Taking the ordinary and making it extraordinary...

Saturday, August 27, 2011

Identity Crisis

As most of you probably know, I recently got a job at Baldwin Elementary in my childhood hometown of Paragould.

Some of you may be scratching your heads, thinking, "I thought she was a print journalism graduate and had her MBA. And she's in an elementary school?"

You wouldn't be alone. You may even be joined by me. Regardless of its unexpected arrival in my life, it is a job in a jobless economy, and I am thankful for it. It may not be what I had envisioned for myself, but the experiences I have and the children I come in contact with will one day have an effect on what I end up doing-- this I know for sure.

The first week of school took its toll on everyone, especially those little kindergarten kids on their own for the first time. Trying to smoothly get them through the lunch line was quite a feat.

A sweet little girl, toting her lunch box, would enter. "What's your name, sweetheart?" I'd ask softly.

Her nose would wrinkle and her smile would slowly fade. "Um...I don't really know," she would respond.

"Who is your teacher?" I'd say, attempting to get some information on where she should go.

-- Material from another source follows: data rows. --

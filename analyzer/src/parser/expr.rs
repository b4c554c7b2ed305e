//! Expression parsing (recursive descent).
//!
//! One function per grammar level, loosest first:
//!
//! ```text
//! expr     := mul (('+' | '-') mul)*        left-associative
//! mul      := exponent (('*' | '/') exponent)*   left-associative
//! exponent := unary ('^' exponent)?         right-associative
//! unary    := ('+' | '-') unary | primary
//! primary  := number | 'x' | constant | function '(' expr ')' | '(' expr ')'
//! ```

use super::ast::{BinOpKind, Constant, Expr, ExprKind, Function, UnOp};
use super::{ParseError, ParseResult, Parser};
use crate::lexer::{Token, TokenKind, TokenRange};

const EXPECTED_EXPR: &str = "expression";

impl<'a> Parser<'a> {
    /// Parser's entry point.
    ///
    /// ```text
    /// `2 + 3 * 4`  parses as `2 + (3 * 4)`
    /// `2 ^ 3 ^ 2`  parses as `2 ^ (3 ^ 2)`   // right-associative
    /// `8 / 4 / 2`  parses as `(8 / 4) / 2`   // left-associative
    /// `--x`        parses as `-(-(x))`
    /// `-x ^ 2`     parses as `(-x) ^ 2`      // unary binds tighter than `^`
    /// ```
    pub fn parse(&mut self) -> ParseResult<Expr> {
        let expr = self.parse_expr()?;

        if let Some(tok) = self.cur() {
            return Err(ParseError::TrailingToken {
                found: tok.kind.describe(),
                index: tok.index,
            });
        }
        Ok(expr)
    }

    /// Parses an additive expression.
    pub fn parse_expr(&mut self) -> ParseResult<Expr> {
        let mut lhs = self.parse_mul()?;
        while let Some(op_tok) = self.eat_any(&[TokenKind::Plus, TokenKind::Minus]) {
            let rhs = self.parse_mul()?;
            lhs = mk_binary(op_tok, lhs, rhs);
        }
        Ok(lhs)
    }

    fn parse_mul(&mut self) -> ParseResult<Expr> {
        let mut lhs = self.parse_exponent()?;
        while let Some(op_tok) = self.eat_any(&[TokenKind::Star, TokenKind::Slash]) {
            let rhs = self.parse_exponent()?;
            lhs = mk_binary(op_tok, lhs, rhs);
        }
        Ok(lhs)
    }

    fn parse_exponent(&mut self) -> ParseResult<Expr> {
        let base = self.parse_unary()?;
        match self.eat_any(&[TokenKind::Caret]) {
            // Recurse on the right for right-associativity.
            Some(op_tok) => {
                let exponent = self.parse_exponent()?;
                Ok(mk_binary(op_tok, base, exponent))
            }
            None => Ok(base),
        }
    }

    fn parse_unary(&mut self) -> ParseResult<Expr> {
        let Some(op_tok) = self.eat_any(&[TokenKind::Plus, TokenKind::Minus]) else {
            return self.parse_primary();
        };

        let op = match op_tok.kind {
            TokenKind::Minus => UnOp::Neg,
            _ => UnOp::Plus,
        };
        let expr = self.parse_unary()?;
        Ok(Expr {
            tokens: TokenRange::new(op_tok.index, expr.tokens.hi),
            anchor: op_tok.index,
            kind: ExprKind::Unary {
                op,
                expr: Box::new(expr),
            },
        })
    }

    fn parse_primary(&mut self) -> ParseResult<Expr> {
        let Some(tok) = self.bump() else {
            return Err(ParseError::UnexpectedEof {
                expected: EXPECTED_EXPR,
            });
        };

        let kind = match tok.kind {
            TokenKind::Number => match tok.text.parse::<f64>() {
                Ok(value) => ExprKind::Number(value),
                Err(_) => return Err(unexpected(tok, "number literal")),
            },
            TokenKind::Variable => ExprKind::Variable,
            TokenKind::Constant => match Constant::from_name(&tok.text) {
                Some(c) => ExprKind::Constant(c),
                None => return Err(unexpected(tok, "constant")),
            },
            TokenKind::Function => return self.parse_call(tok),
            TokenKind::OpenParen => {
                let inner = self.parse_expr()?;
                let close = self.expect(TokenKind::CloseParen, "`)`")?;
                return Ok(inner.with_tokens(TokenRange::new(tok.index, close.index + 1)));
            }
            _ => return Err(unexpected(tok, EXPECTED_EXPR)),
        };

        Ok(Expr {
            kind,
            anchor: tok.index,
            tokens: TokenRange::single(tok.index),
        })
    }

    /// `name '(' expr ')'`, with `name` already consumed.
    fn parse_call(&mut self, name: &Token) -> ParseResult<Expr> {
        let Some(func) = Function::from_name(&name.text) else {
            return Err(unexpected(name, "function name"));
        };

        self.expect(TokenKind::OpenParen, "`(`")?;
        let arg = self.parse_expr()?;
        let close = self.expect(TokenKind::CloseParen, "`)`")?;

        Ok(Expr {
            kind: ExprKind::Call {
                func,
                arg: Box::new(arg),
            },
            anchor: name.index,
            tokens: TokenRange::new(name.index, close.index + 1),
        })
    }
}

fn mk_binary(op_tok: &Token, left: Expr, right: Expr) -> Expr {
    let op = match op_tok.kind {
        TokenKind::Plus => BinOpKind::Plus,
        TokenKind::Minus => BinOpKind::Minus,
        TokenKind::Star => BinOpKind::Star,
        TokenKind::Slash => BinOpKind::Slash,
        TokenKind::Caret => BinOpKind::Caret,
        other => unreachable!("{other:?} is not a binary operator"),
    };

    Expr {
        tokens: left.tokens.cover(right.tokens),
        anchor: op_tok.index,
        kind: ExprKind::Binary {
            op,
            left: Box::new(left),
            right: Box::new(right),
        },
    }
}

fn unexpected(tok: &Token, expected: &'static str) -> ParseError {
    ParseError::UnexpectedToken {
        expected,
        found: tok.kind.describe(),
        index: tok.index,
    }
}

"I don't know," she'd say nonchalantly, as if insight into who you are and where you should go was simply a formality.

This continued for most of the day. Boys, girls, no one knew who they were. Occasionally, I'd throw out, "Smith?" and the boy would nod with a burst of enlightenment, "Oh yeah! Smith!"

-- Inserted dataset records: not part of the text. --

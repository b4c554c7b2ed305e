use crate::tests::common::{init_tracing, parse_ok};
use crate::{Hint, Hints, compute_hints, is_match, partial_hints, sample_points};

const THRESHOLD: f64 = 1e-4;

fn hint(start: u32, end: u32, matched: bool) -> Hint {
    Hint {
        start,
        end,
        matched,
    }
}

fn hints_for(guess: &str, target: &str) -> Hints {
    init_tracing();
    let samples = sample_points(-5.0, 5.0, 11);
    compute_hints(&parse_ok(guess), &parse_ok(target), &samples, THRESHOLD)
}

#[test]
fn test_is_match() {
    assert!(is_match(1.0, 1.00001, THRESHOLD));
    assert!(!is_match(1.0, 1.001, THRESHOLD));
    assert!(is_match(f64::NAN, f64::NAN, THRESHOLD));
    assert!(!is_match(f64::NAN, 0.0, THRESHOLD));
    assert!(!is_match(f64::INFINITY, f64::INFINITY, THRESHOLD));
    assert!(!is_match(f64::INFINITY, f64::NEG_INFINITY, THRESHOLD));
}

#[test]
fn test_full_match_over_game_samples() {
    let samples = sample_points(-50.0, 50.0, 1001);
    let target = parse_ok("x^2+4");
    let guess = parse_ok("4+x*x");
    assert_eq!(
        compute_hints(&guess, &target, &samples, THRESHOLD),
        Hints::FullMatch
    );
}

#[test]
fn test_reordered_sum_is_a_full_match() {
    assert!(hints_for("1+x", "x+1").is_full_match());
}

#[test]
fn test_reordered_sum_partial_hints() {
    let samples = sample_points(-5.0, 5.0, 11);
    let hints = partial_hints(&parse_ok("1+x"), &parse_ok("x+1"), &samples, THRESHOLD);
    assert_eq!(hints, vec![hint(0, 3, true), hint(0, 1, true)]);
}

#[test]
fn test_similar_and_matched_ranges() {
    // 3 * ( 1 + x )
    // 0 1 2 3 4 5 6
    let hints = hints_for("3*(1+x)", "2*(x+1)");
    assert_eq!(
        hints,
        Hints::Partial(vec![hint(1, 2, false), hint(2, 7, true), hint(3, 4, true)])
    );
    assert!(hints.hints()[1].covers(6));
    assert!(!hints.hints()[0].covers(0));
}

#[test]
fn test_unrelated_guess_has_no_hints() {
    assert_eq!(hints_for("sin(x)", "x^2"), Hints::Partial(vec![]));
}

#[test]
fn test_variable_pairs_are_skipped() {
    let samples = sample_points(-5.0, 5.0, 11);
    let x = parse_ok("x");
    assert!(partial_hints(&x, &x, &samples, THRESHOLD).is_empty());
}

#[test]
fn test_function_mismatch_highlights_call_anchor() {
    // cos ( x ) + 1
    // 0   1 2 3 4 5
    let hints = hints_for("cos(x)+1", "cos(2*x)+1");
    assert_eq!(
        hints,
        Hints::Partial(vec![hint(4, 5, false), hint(0, 1, false), hint(5, 6, true)])
    );
}

#[test]
fn test_nan_everywhere_is_a_full_match() {
    let samples = [-1.0];
    let expr = parse_ok("log(x)");
    assert!(compute_hints(&expr, &expr, &samples, THRESHOLD).is_full_match());
}

#[test]
fn test_infinite_values_never_match() {
    let samples = [0.0];
    let expr = parse_ok("1/x");
    assert_eq!(
        compute_hints(&expr, &expr, &samples, THRESHOLD),
        Hints::Partial(vec![hint(1, 2, false), hint(0, 1, true)])
    );
}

I got to thinking, though-- maybe I'm being too hard on these kids. If I'm being honest with myself, I feel pretty much the same way.

Why do you work at at an elementary school?
I don't know.

Where do you want to end up?
I don't know.

Are you going to be able to pay rent and buy groceries this month?
I don't know.

I have a problem with letting pride get in the way. I want, when people ask me questions, to have a carefully formulated answer. Unfortunately, not many people ask me what my name is anymore. I have that one down now.

But I am trying to put a little bit of me into everything that I do. It may just be a stepping stool, it may just be future writing material, but these "I don't knows" will one day be ever present and understood in my life.